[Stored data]
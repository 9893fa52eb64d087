//! Receiver integrations.
//!
//! An [`Integration`] is one concrete delivery target within a receiver. The
//! set of kinds is closed: adding a new delivery mechanism means adding a
//! variant here, never touching the pipeline. Every variant exposes the same
//! capability surface — [`Integration::attempt`], [`Integration::name`],
//! [`Integration::index`] — and `(receiver, name, index)` forms the
//! notification log identity.
//!
//! The wire-level transport is an external collaborator. [`Integration::Hook`]
//! is the seam for injecting one; the built-in webhook and email variants
//! prepare their payloads and report success once handed off.

use std::collections::BTreeMap;
use std::fmt;
use std::sync::Arc;

use chrono::Utc;
use serde::{Deserialize, Serialize};
use thiserror::Error;
use tracing::{debug, info};

use tocsin_core::{Alert, AlertStatus, LabelSet};

use crate::config::{EmailConfig, NotifierConfig, WebhookConfig};
use crate::error::{DispatchError, Result};

/// A delivery failure, classified for the retry stage.
#[derive(Debug, Clone, Error)]
#[error("delivery failed: {cause}")]
pub struct DeliveryError {
    /// Whether retrying could plausibly succeed.
    pub retryable: bool,
    /// Human-readable cause.
    pub cause: String,
}

impl DeliveryError {
    /// A failure worth retrying (timeouts, transient transport errors).
    #[must_use]
    pub fn retryable(cause: impl Into<String>) -> Self {
        Self {
            retryable: true,
            cause: cause.into(),
        }
    }

    /// A terminal failure retrying cannot fix (bad payload, rejected auth).
    #[must_use]
    pub fn permanent(cause: impl Into<String>) -> Self {
        Self {
            retryable: false,
            cause: cause.into(),
        }
    }
}

/// Context handed to an integration alongside the alerts.
#[derive(Debug, Clone)]
pub struct NotifyContext {
    /// The receiver this delivery belongs to.
    pub receiver: String,
    /// The alert group key.
    pub group_key: String,
    /// The labels that define the group.
    pub group_labels: LabelSet,
}

/// The function type wrapped by [`Integration::Hook`].
pub type HookFn =
    dyn Fn(&NotifyContext, &[Alert]) -> std::result::Result<(), DeliveryError> + Send + Sync;

/// One concrete delivery target within a receiver.
#[derive(Debug, Clone)]
pub enum Integration {
    /// Posts an Alertmanager-compatible JSON payload to a URL.
    Webhook(WebhookIntegration),
    /// Sends a notification email.
    Email(EmailIntegration),
    /// Writes notifications to the tracing log.
    Log(LogIntegration),
    /// Delegates delivery to an injected function.
    Hook(HookIntegration),
}

impl Integration {
    /// Creates a webhook integration.
    #[must_use]
    pub const fn webhook(config: WebhookConfig, index: u32) -> Self {
        Self::Webhook(WebhookIntegration { config, index })
    }

    /// Creates an email integration.
    #[must_use]
    pub const fn email(config: EmailConfig, index: u32) -> Self {
        Self::Email(EmailIntegration { config, index })
    }

    /// Creates a log integration.
    #[must_use]
    pub const fn log(index: u32) -> Self {
        Self::Log(LogIntegration { index })
    }

    /// Creates a hook integration delegating to `deliver`.
    pub fn hook<F>(name: impl Into<String>, index: u32, deliver: F) -> Self
    where
        F: Fn(&NotifyContext, &[Alert]) -> std::result::Result<(), DeliveryError>
            + Send
            + Sync
            + 'static,
    {
        Self::Hook(HookIntegration {
            name: name.into(),
            index,
            deliver: Arc::new(deliver),
        })
    }

    /// Returns the integration kind name.
    #[must_use]
    pub fn name(&self) -> &str {
        match self {
            Self::Webhook(_) => "webhook",
            Self::Email(_) => "email",
            Self::Log(_) => "log",
            Self::Hook(h) => &h.name,
        }
    }

    /// Returns the position within the receiver's integration list.
    #[must_use]
    pub const fn index(&self) -> u32 {
        match self {
            Self::Webhook(w) => w.index,
            Self::Email(e) => e.index,
            Self::Log(l) => l.index,
            Self::Hook(h) => h.index,
        }
    }

    /// Attempts one delivery of the alerts.
    ///
    /// # Errors
    ///
    /// Returns a [`DeliveryError`] carrying the retryable/terminal
    /// classification. Retrying is the pipeline's job, not the
    /// integration's.
    pub async fn attempt(
        &self,
        ctx: &NotifyContext,
        alerts: &[Alert],
    ) -> std::result::Result<(), DeliveryError> {
        match self {
            Self::Webhook(w) => w.attempt(ctx, alerts),
            Self::Email(e) => e.attempt(ctx, alerts),
            Self::Log(l) => l.attempt(ctx, alerts),
            Self::Hook(h) => (h.deliver)(ctx, alerts),
        }
    }
}

/// A webhook delivery target.
#[derive(Debug, Clone)]
pub struct WebhookIntegration {
    config: WebhookConfig,
    index: u32,
}

impl WebhookIntegration {
    /// Builds the JSON payload for a notification, truncating oversized
    /// alert lists.
    ///
    /// # Errors
    ///
    /// Returns a terminal [`DeliveryError`] if serialization fails.
    pub fn payload(
        &self,
        ctx: &NotifyContext,
        alerts: &[Alert],
    ) -> std::result::Result<String, DeliveryError> {
        let truncated = alerts.len().saturating_sub(self.config.max_alerts);
        let payload =
            WebhookPayload::build(ctx, &alerts[..alerts.len() - truncated], truncated);
        serde_json::to_string(&payload)
            .map_err(|e| DeliveryError::permanent(format!("serialize payload: {e}")))
    }

    fn attempt(
        &self,
        ctx: &NotifyContext,
        alerts: &[Alert],
    ) -> std::result::Result<(), DeliveryError> {
        if !self.config.enabled {
            debug!(url = %self.config.url, "webhook integration disabled, skipping");
            return Ok(());
        }

        let payload = self.payload(ctx, alerts)?;

        // The HTTP client is an external collaborator; delivery ends at the
        // handoff here.
        info!(
            url = %self.config.url,
            receiver = %ctx.receiver,
            alerts = alerts.len(),
            "posting webhook notification"
        );
        debug!(payload = %payload, "webhook payload");

        Ok(())
    }
}

/// An email delivery target.
#[derive(Debug, Clone)]
pub struct EmailIntegration {
    config: EmailConfig,
    index: u32,
}

impl EmailIntegration {
    fn attempt(
        &self,
        ctx: &NotifyContext,
        alerts: &[Alert],
    ) -> std::result::Result<(), DeliveryError> {
        if !self.config.enabled {
            debug!(from = %self.config.from, "email integration disabled, skipping");
            return Ok(());
        }

        // The SMTP transport is an external collaborator.
        info!(
            to = ?self.config.to,
            from = %self.config.from,
            receiver = %ctx.receiver,
            alerts = alerts.len(),
            "sending email notification"
        );

        Ok(())
    }
}

/// A tracing-log delivery target, mainly for debugging setups.
#[derive(Debug, Clone)]
pub struct LogIntegration {
    index: u32,
}

impl LogIntegration {
    fn attempt(
        &self,
        ctx: &NotifyContext,
        alerts: &[Alert],
    ) -> std::result::Result<(), DeliveryError> {
        let now = Utc::now();
        for alert in alerts {
            info!(
                group = %ctx.group_key,
                receiver = %ctx.receiver,
                status = %alert.status(now),
                alert = %alert,
                "notification"
            );
        }
        Ok(())
    }
}

/// A delivery target wrapping an injected function.
#[derive(Clone)]
pub struct HookIntegration {
    name: String,
    index: u32,
    deliver: Arc<HookFn>,
}

impl fmt::Debug for HookIntegration {
    fn fmt(&self, f: &mut fmt::Formatter<'_>) -> fmt::Result {
        f.debug_struct("HookIntegration")
            .field("name", &self.name)
            .field("index", &self.index)
            .finish_non_exhaustive()
    }
}

/// The JSON body posted by webhook integrations.
///
/// Compatible with Prometheus Alertmanager webhook receivers.
#[derive(Debug, Clone, Serialize, Deserialize)]
#[serde(rename_all = "camelCase")]
pub struct WebhookPayload {
    /// The payload format version.
    pub version: String,
    /// Group key identifying this alert group.
    pub group_key: String,
    /// Number of alerts dropped to honor the size limit.
    pub truncated_alerts: usize,
    /// Firing if any included alert still fires, resolved otherwise.
    pub status: AlertStatus,
    /// The receiver that handles this notification.
    pub receiver: String,
    /// The labels defining the group.
    pub group_labels: LabelSet,
    /// Labels shared by every included alert.
    pub common_labels: LabelSet,
    /// Annotations shared by every included alert.
    pub common_annotations: BTreeMap<String, String>,
    /// The alerts in this notification.
    pub alerts: Vec<PayloadAlert>,
}

impl WebhookPayload {
    fn build(ctx: &NotifyContext, alerts: &[Alert], truncated_alerts: usize) -> Self {
        let now = Utc::now();
        let status = if alerts.iter().any(|a| a.is_firing(now)) {
            AlertStatus::Firing
        } else {
            AlertStatus::Resolved
        };

        let (common_labels, common_annotations) = extract_common(alerts);

        Self {
            version: "4".to_string(),
            group_key: ctx.group_key.clone(),
            truncated_alerts,
            status,
            receiver: ctx.receiver.clone(),
            group_labels: ctx.group_labels.clone(),
            common_labels,
            common_annotations,
            alerts: alerts.iter().map(|a| PayloadAlert::from_alert(a, now)).collect(),
        }
    }
}

/// One alert inside a [`WebhookPayload`].
#[derive(Debug, Clone, Serialize, Deserialize)]
#[serde(rename_all = "camelCase")]
pub struct PayloadAlert {
    /// The alert status at payload build time.
    pub status: String,
    /// Labels attached to the alert.
    pub labels: LabelSet,
    /// Annotations for the alert.
    pub annotations: BTreeMap<String, String>,
    /// When the alert started, RFC 3339.
    pub starts_at: String,
    /// When the alert ended, RFC 3339, if resolved.
    pub ends_at: Option<String>,
    /// Reference to whatever produced the alert.
    pub generator_url: String,
    /// Identity fingerprint.
    pub fingerprint: String,
}

impl PayloadAlert {
    fn from_alert(alert: &Alert, now: chrono::DateTime<Utc>) -> Self {
        Self {
            status: alert.status(now).as_str().to_string(),
            labels: alert.labels.clone(),
            annotations: alert.annotations.clone(),
            starts_at: alert.starts_at.to_rfc3339(),
            ends_at: alert.ends_at.map(|t| t.to_rfc3339()),
            generator_url: alert.generator_url.clone(),
            fingerprint: alert.fingerprint().to_string(),
        }
    }
}

/// Finds the labels and annotations shared by every alert.
fn extract_common(alerts: &[Alert]) -> (LabelSet, BTreeMap<String, String>) {
    let Some(first) = alerts.first() else {
        return (LabelSet::new(), BTreeMap::new());
    };

    let common_labels: LabelSet = first
        .labels
        .iter()
        .filter(|&(name, value)| alerts.iter().all(|a| a.labels.get(name) == Some(value)))
        .collect();

    let common_annotations: BTreeMap<String, String> = first
        .annotations
        .iter()
        .filter(|&(name, value)| {
            alerts.iter().all(|a| a.annotations.get(name.as_str()) == Some(value))
        })
        .map(|(name, value)| (name.clone(), value.clone()))
        .collect();

    (common_labels, common_annotations)
}

/// Builds the receiver-name to integrations map from configuration.
///
/// Mirrors the startup path: every receiver's integration list is built in
/// config order, with the index recording each integration's position within
/// its kind. All failures for a receiver are gathered before reporting so a
/// single pass surfaces every problem.
///
/// # Errors
///
/// Returns [`DispatchError::InvalidReceiver`] or
/// [`DispatchError::DuplicateReceiver`] for malformed receiver lists and
/// [`DispatchError::IntegrationBuild`] when any integration of a receiver is
/// invalid.
pub fn build_integrations(
    config: &NotifierConfig,
) -> Result<std::collections::HashMap<String, Vec<Integration>>> {
    let mut map = std::collections::HashMap::with_capacity(config.receivers.len());

    for receiver in &config.receivers {
        if receiver.name.is_empty() {
            return Err(DispatchError::InvalidReceiver {
                reason: "receiver name cannot be empty".to_string(),
            });
        }
        if map.contains_key(&receiver.name) {
            return Err(DispatchError::DuplicateReceiver {
                name: receiver.name.clone(),
            });
        }

        let mut integrations = Vec::new();
        let mut failures = Vec::new();

        for (i, webhook) in receiver.webhook_configs.iter().enumerate() {
            if webhook.url.is_empty() {
                failures.push(format!("webhook {i}: url cannot be empty"));
            } else {
                integrations.push(Integration::webhook(webhook.clone(), i as u32));
            }
        }

        for (i, email) in receiver.email_configs.iter().enumerate() {
            if email.to.is_empty() {
                failures.push(format!("email {i}: no recipients"));
            } else if email.from.is_empty() {
                failures.push(format!("email {i}: sender cannot be empty"));
            } else {
                integrations.push(Integration::email(email.clone(), i as u32));
            }
        }

        if !failures.is_empty() {
            return Err(DispatchError::IntegrationBuild {
                receiver: receiver.name.clone(),
                failures,
            });
        }

        map.insert(receiver.name.clone(), integrations);
    }

    Ok(map)
}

# HOW TO COMPLETE THIS TASK
If the string "handed" appears in a line of the entries, report the line.

# RESPONSE TO THIS TASK
//! prepare their payloads and report success once handed off.
/// Context handed to an integration alongside the alerts.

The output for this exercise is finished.